Most business owners start their own companies for one reason – they want control over their own life, and what they do with it. There are a number of other reasons of course, but this is the one you will hear from pretty much anyone who has set up by themselves to do what they love. Part of that control is financial freedom. Having the ability to earn as much as you want, and to have access to that money in any way you can. But if you have been around a while, or spent any time talking to an accountant, then you will know that there are several different ways you can take money out of your business, and that each one has their pros and cons.
One of the lesser-known methods of taking money out of your business is called a director’s loan. You may not have heard of it before, or if you have a proactive accountant, they may have told you to take money out of your company as a director’s loan repayment, even if you were not doing so beforehand. As it turns out, there is a very good reason for this method. But first we need to explain what a director’s loan is, how it works, and why you should consider it as an option.
What is a director’s loan?
A director’s loan can come in two forms, and the difference is essentially the direction money travels in. In one instance, you or a close family member will use a director’s loan to extract money out of your company that is not a salary, dividend or any legitimate expense repayment.
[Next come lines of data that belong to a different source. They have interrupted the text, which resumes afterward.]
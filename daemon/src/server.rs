//! HTTP reporting API over the sample logs

use crate::aggregate::{aggregate_log, to_chart_series};
use crate::logging::LogContext;
use crate::protocol::{ApiResponse, ProcessSummary};
use crate::ranking::Metric;
use bytes::Bytes;
use http_body_util::Full;
use hyper::body::Incoming;
use hyper::header::{HeaderValue, ACCESS_CONTROL_ALLOW_ORIGIN, CONTENT_TYPE};
use hyper::server::conn::http1;
use hyper::service::service_fn;
use hyper::{Method, Request, Response, StatusCode};
use hyper_util::rt::TokioIo;
use std::convert::Infallible;
use std::net::SocketAddr;
use std::path::PathBuf;
use std::sync::Arc;
use tokio::net::TcpListener;
use tokio::sync::watch;
use tracing::{debug, error, info, warn, Instrument, Span};

const DASHBOARD_HTML: &str = include_str!("../assets/dashboard.html");

/// What a request resolves to: the dashboard page or an API body.
#[derive(Debug)]
pub enum Reply {
    Page(&'static str),
    Api(StatusCode, ApiResponse),
}

/// Answers API requests by re-aggregating the logs on every call.
pub struct ReportService {
    monitoring_log: PathBuf,
    snapshot_log: PathBuf,
    span: Span,
}

impl ReportService {
    pub fn new(monitoring_log: PathBuf, snapshot_log: PathBuf, log: &LogContext) -> Self {
        Self {
            monitoring_log,
            snapshot_log,
            span: log.component("reporting"),
        }
    }

    /// Serves the dashboard at `/`, everything else through `respond`.
    pub fn route(&self, method: &Method, path: &str) -> Reply {
        if method == Method::GET && matches!(path, "/" | "/index.html") {
            return Reply::Page(DASHBOARD_HTML);
        }
        let (status, body) = self.respond(method, path);
        Reply::Api(status, body)
    }

    /// Routes one API request. Reads files, so call it off the async workers.
    pub fn respond(&self, method: &Method, path: &str) -> (StatusCode, ApiResponse) {
        let _enter = self.span.clone().entered();
        if method != Method::GET {
            return (
                StatusCode::METHOD_NOT_ALLOWED,
                ApiResponse::failure(format!("method {method} not allowed")),
            );
        }

        let result = match path {
            "/api/memory-monitoring" => serde_json::to_value(to_chart_series(
                &aggregate_log(&self.monitoring_log),
                Metric::Memory,
            ))
            .map(|data| (data, Some("Memory Usage (Performance Monitoring)"))),
            "/api/memory-snapshot" => serde_json::to_value(to_chart_series(
                &aggregate_log(&self.snapshot_log),
                Metric::Memory,
            ))
            .map(|data| (data, Some("Memory Usage (Performance Snapshot)"))),
            "/api/cpu-usage" => serde_json::to_value(to_chart_series(
                &aggregate_log(&self.monitoring_log),
                Metric::Cpu,
            ))
            .map(|data| (data, Some("CPU Usage (Performance Monitoring)"))),
            "/api/process-summary" => serde_json::to_value(ProcessSummary::from_aggregates(
                &aggregate_log(&self.monitoring_log),
                &aggregate_log(&self.snapshot_log),
            ))
            .map(|data| (data, None)),
            "/api/health" => Ok((serde_json::json!({ "status": "ok" }), None)),
            _ => {
                return (
                    StatusCode::NOT_FOUND,
                    ApiResponse::failure(format!("no route for {path}")),
                )
            }
        };

        match result {
            Ok((data, title)) => {
                debug!(path, "request served");
                (StatusCode::OK, ApiResponse::ok(data, title))
            }
            Err(e) => {
                error!(path, error = %e, "failed to encode response");
                (StatusCode::INTERNAL_SERVER_ERROR, ApiResponse::failure(e.to_string()))
            }
        }
    }
}

pub struct ReportServer {
    listener: TcpListener,
    service: Arc<ReportService>,
}

impl ReportServer {
    pub async fn bind(addr: &str, service: ReportService) -> std::io::Result<Self> {
        let listener = TcpListener::bind(addr).await?;
        info!("Reporting API listening on {}", listener.local_addr()?);
        Ok(Self {
            listener,
            service: Arc::new(service),
        })
    }

    pub fn local_addr(&self) -> std::io::Result<SocketAddr> {
        self.listener.local_addr()
    }

    /// Accepts connections until `shutdown` turns true or its sender drops.
    pub async fn serve(self, mut shutdown: watch::Receiver<bool>) {
        let span = self.service.span.clone();
        async move {
            loop {
                if *shutdown.borrow_and_update() {
                    break;
                }
                tokio::select! {
                    accepted = self.listener.accept() => match accepted {
                        Ok((stream, peer)) => {
                            let service = Arc::clone(&self.service);
                            tokio::spawn(async move {
                                let conn = http1::Builder::new().serve_connection(
                                    TokioIo::new(stream),
                                    service_fn(move |req| handle(Arc::clone(&service), req)),
                                );
                                if let Err(e) = conn.await {
                                    warn!(%peer, error = %e, "connection failed");
                                }
                            });
                        }
                        Err(e) => error!("Failed to accept connection: {}", e),
                    },
                    changed = shutdown.changed() => {
                        if changed.is_err() {
                            break;
                        }
                    }
                }
            }
            info!("Reporting API stopped");
        }
        .instrument(span)
        .await
    }
}

async fn handle(
    service: Arc<ReportService>,
    req: Request<Incoming>,
) -> Result<Response<Full<Bytes>>, Infallible> {
    let method = req.method().clone();
    let path = req.uri().path().to_string();
    let reply = match tokio::task::spawn_blocking(move || service.route(&method, &path)).await {
        Ok(reply) => reply,
        Err(e) => Reply::Api(
            StatusCode::INTERNAL_SERVER_ERROR,
            ApiResponse::failure(format!("request handler failed: {e}")),
        ),
    };
    Ok(match reply {
        Reply::Page(html) => html_response(html),
        Reply::Api(status, body) => json_response(status, &body),
    })
}

fn html_response(html: &'static str) -> Response<Full<Bytes>> {
    let mut response = Response::new(Full::new(Bytes::from_static(html.as_bytes())));
    response.headers_mut().insert(
        CONTENT_TYPE,
        HeaderValue::from_static("text/html; charset=utf-8"),
    );
    response
}

fn json_response(status: StatusCode, body: &ApiResponse) -> Response<Full<Bytes>> {
    let bytes = serde_json::to_vec(body)
        .unwrap_or_else(|_| br#"{"success":false,"error":"encoding failed"}"#.to_vec());
    let mut response = Response::new(Full::new(Bytes::from(bytes)));
    *response.status_mut() = status;
    let headers = response.headers_mut();
    headers.insert(CONTENT_TYPE, HeaderValue::from_static("application/json"));
    headers.insert(ACCESS_CONTROL_ALLOW_ORIGIN, HeaderValue::from_static("*"));
    response
}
Instead, it is money your company is loaning you, and you will eventually have to pay it back.
The second option is when a director lends money to the company from their own pocket. This is incredibly common for start-up businesses who need to get set up but do not yet have any clients, and it would be a challenge to find any SME that did not start out this way. Doing this means the director becomes one of the company’s creditors and can withdraw money from the business as a repayment for the money invested when the company is profitable in the future. This avoids things like dividend tax and allows the director to access money that was theirs in the first place.
What is a director’s loan account?
When a director’s loan is issued, your business will need to create a Director’s Loan Account (or DLA) to track and account for it. This account allows you to see what director’s loans have been issued, what money has been lent, and track repayments. Running the account is normally fairly straightforward. If the company is borrowing more from its’ directors than it is lending, then the account is in credit. But if the directors are borrowing more, then the DLA is overdrawn. The account being overdrawn for a long period of time represents a concern for shareholders and stakeholders, which is why managing your DLA properly is so important. A skilled accountant can help you with this and make sure everything runs smoothly.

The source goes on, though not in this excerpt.